Do we even want to calculate a p-value?

The question the NHST and its result, the p-value, address is rarely the question we want to ask. For example, say we are doing a test of the null hypothesis that two sets of measurements have the same mean. In most cases, what we really want is knowledge about the underlying generative distributions of the control and test data. Which of the following two questions better serve that goal?

  1. How different are the means of the two samples?

  2. Would we say there is a statistically significant difference of the means of the two samples? Or, more precisely, what is the probability of observing a difference in means of the two samples at least as large as the observed difference in means, if the two samples in fact have the same mean?

The second question is convoluted and often of little scientific interest. I would say that the first question is much more relevant. To put it in perspective, say we made trillions of measurements of two different samples and their mean differs by one part per million. This difference, though tiny, would still give a low p-value, and therefore often be deemed “statistically significant.” But, ultimately, it is the size of the difference, or the effect size, we care about.

What is with all those names?

You have no doubt heard of many named hypothesis tests, like the Student-t test, Welch’s t-test, the Mann-Whitney U-test, and countless others. What is with all of those names? It helps to think more generally about how frequentist hypothesis testing is usually done.

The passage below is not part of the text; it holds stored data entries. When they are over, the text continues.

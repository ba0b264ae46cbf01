//! Output layer — colours, terminal size, and grid rendering.
//!
//! Takes the *core* data structures and turns them into text on stdout.
//! No filesystem I/O happens here.

pub mod grid;
pub mod terminal;
pub mod theme;
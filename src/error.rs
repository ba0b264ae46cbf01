//! Failures of the listing source.

use std::io;

use thiserror::Error;

#[derive(Debug, Error)]
pub enum ListingError {
    #[error("failed to start `{command}`: {source}")]
    Spawn {
        command: String,
        #[source]
        source: io::Error,
    },

    #[error("failed to read `{command}` output: {source}")]
    Read {
        command: String,
        #[source]
        source: io::Error,
    },

    #[error("failed waiting for `{command}`: {source}")]
    Wait {
        command: String,
        #[source]
        source: io::Error,
    },

    /// The listing source ran but reported failure.  `code` is `None` when it
    /// was killed by a signal.
    #[error("`{command}` exited unsuccessfully ({})", describe(.code))]
    Exit { command: String, code: Option<i32> },
}

fn describe(code: &Option<i32>) -> String {
    match code {
        Some(c) => format!("status {c}"),
        None => "terminated by signal".to_string(),
    }
}

impl ListingError {
    /// Process exit status this error should translate to.
    pub fn exit_code(&self) -> u8 {
        match self {
            Self::Exit {
                code: Some(c), ..
            } => u8::try_from(*c).ok().filter(|&c| c != 0).unwrap_or(1),
            _ => 1,
        }
    }
}
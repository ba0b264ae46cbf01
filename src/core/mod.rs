//! Core algorithms – entry model, hidden-entry recolouring, column packing.
//!
//! Nothing in this module spawns processes or writes to the terminal.

pub mod entry;
pub mod layout;
pub mod recolor;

To do a hypothesis test, people unfortunately do not do what I have laid out here with a resampling-based approach, but typically use a named test. HEre is an example of that for a Student-t test (borrowing heavily from the treatment in Gregory’s book).

  1. Choose a null hypothesis. This is the hypothesis you want to test the truth of.

  2. Choose a suitable test statistic that can be computed from measurements and has a predictable distribution. For the example of two sets of repeated measurements where the null hypothesis is that they come from identical Normal distributions, we can choose as our statistic

    \[\begin{split}\begin{aligned} T &= \frac{\bar{x}_1 - \bar{x}_2 - (\mu_1 - \mu_2)}{S_D\sqrt{n_1^{-1}+n_2^{-1}}},\nonumber \\[1em] \text{where }S_D^2 &= \frac{(n_1 - 1)S_1^2 + (n_2-1)S_2^2}{n_1+n_2-2}, \nonumber \\[1em] \text{with } S_1^2 &= \frac{1}{n_1-1}\sum_{i\in D_1}(x_i - \bar{x}_1)^2, \end{aligned}\end{split}\]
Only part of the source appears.